## Work item
Copy the entire listing exactly.

Data extracts Start Marker

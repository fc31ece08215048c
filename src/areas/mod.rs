//! Core repository components
//!
//! - `database`: content-addressable object store
//! - `refs`: branches and HEAD
//! - `commit_graph`: commit creation and history walks over `database` and `refs`
//! - `index`: staging area and per-path status tracking
//! - `workspace`: working-tree file system operations
//! - `config`: settings and remotes under `.mim/config`
//! - `identity`: author of new commits
//! - `lock`: exclusive repository lock for mutating operations
//! - `repository`: composition of all of the above

pub mod commit_graph;
pub mod config;
pub mod database;
pub mod identity;
pub mod index;
pub mod lock;
pub mod refs;
pub mod repository;
pub mod workspace;

/// Name of the metadata directory at the working-tree root
pub const METADATA_DIR: &str = ".mim";
use crate::areas::repository::Repository;
use crate::artifacts::objects::object_id::ObjectId;
use crate::errors::Result;

impl Repository {
    pub fn commit(&self, message: &str) -> Result<ObjectId> {
        let _lock = self.lock()?;
        let mut index = self.refresh_index()?;

        let staged = index.staged_table();
        let removed = index.removed_paths();
        let author = self.author()?;

        let graph = self.commit_graph();
        let commit_id = graph.create_commit(message.trim(), author, &staged, &removed)?;
        let commit = graph.get_commit(&commit_id)?;

        index.mark_committed(commit.files());
        index.write_updates()?;
        drop(index);

        let branch = match self.refs().current_branch()? {
            Some(branch_name) => branch_name.to_string(),
            None => "detached HEAD".to_string(),
        };
        let is_root = if commit.is_root() { "(root-commit) " } else { "" };

        self.print(format!(
            "[{branch} {is_root}{}] {}",
            commit_id.to_short_oid(),
            commit.short_message()
        ))?;

        Ok(commit_id)
    }
}
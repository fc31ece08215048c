//! Index file format
//!
//! The index (staging area) records one entry per path of the working tree.
//! It is a text file with one tab-separated line per entry, sorted by path:
//!
//! ```text
//! <path>\t<hash>\t<last-commit-hash>\t<status-code>
//! ```
//!
//! Either hash may be empty: a deleted file has no current hash and a file
//! that was never committed has no last-commit hash.

pub mod file_status;
pub mod index_entry;

/// Field separator of an index line
pub const FIELD_SEPARATOR: char = '\t';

Data extracts End Marker

## Response to this exercise
repository fc31ece08215048c
filename src/areas/mod.rs
//! Core repository components
//!
//! - `database`: content-addressable object store
//! - `refs`: branches and HEAD
//! - `commit_graph`: commit creation and history walks over `database` and `refs`
//! - `index`: staging area and per-path status tracking
//! - `workspace`: working-tree file system operations
//! - `config`: settings and remotes under `.mim/config`
//! - `identity`: author of new commits
//! - `lock`: exclusive repository lock for mutating operations
//! - `repository`: composition of all of the above

pub mod commit_graph;
pub mod config;
pub mod database;
pub mod identity;
pub mod index;
pub mod lock;
pub mod refs;
pub mod repository;
pub mod workspace;

/// Name of the metadata directory at the working-tree root
pub const METADATA_DIR: &str = ".mim";
use crate::areas::repository::Repository;
use crate::artifacts::objects::object_id::ObjectId;
use crate::errors::Result;

impl Repository {
    pub fn commit(&self, message: &str) -> Result<ObjectId> {
        let _lock = self.lock()?;
        let mut index = self.refresh_index()?;

        let staged = index.staged_table();
        let removed = index.removed_paths();
        let author = self.author()?;

        let graph = self.commit_graph();
        let commit_id = graph.create_commit(message.trim(), author, &staged, &removed)?;
        let commit = graph.get_commit(&commit_id)?;

        index.mark_committed(commit.files());
        index.write_updates()?;
        drop(index);

        let branch = match self.refs().current_branch()? {
            Some(branch_name) => branch_name.to_string(),
            None => "detached HEAD".to_string(),
        };
        let is_root = if commit.is_root() { "(root-commit) " } else { "" };

        self.print(format!(
            "[{branch} {is_root}{}] {}",
            commit_id.to_short_oid(),
            commit.short_message()
        ))?;

        Ok(commit_id)
    }
}
repository fc31ece08215048c
//! Index file format
//!
//! The index (staging area) records one entry per path of the working tree.
//! It is a text file with one tab-separated line per entry, sorted by path:
//!
//! ```text
//! <path>\t<hash>\t<last-commit-hash>\t<status-code>
//! ```
//!
//! Either hash may be empty: a deleted file has no current hash and a file
//! that was never committed has no last-commit hash.

pub mod file_status;
pub mod index_entry;

/// Field separator of an index line
pub const FIELD_SEPARATOR: char = '\t';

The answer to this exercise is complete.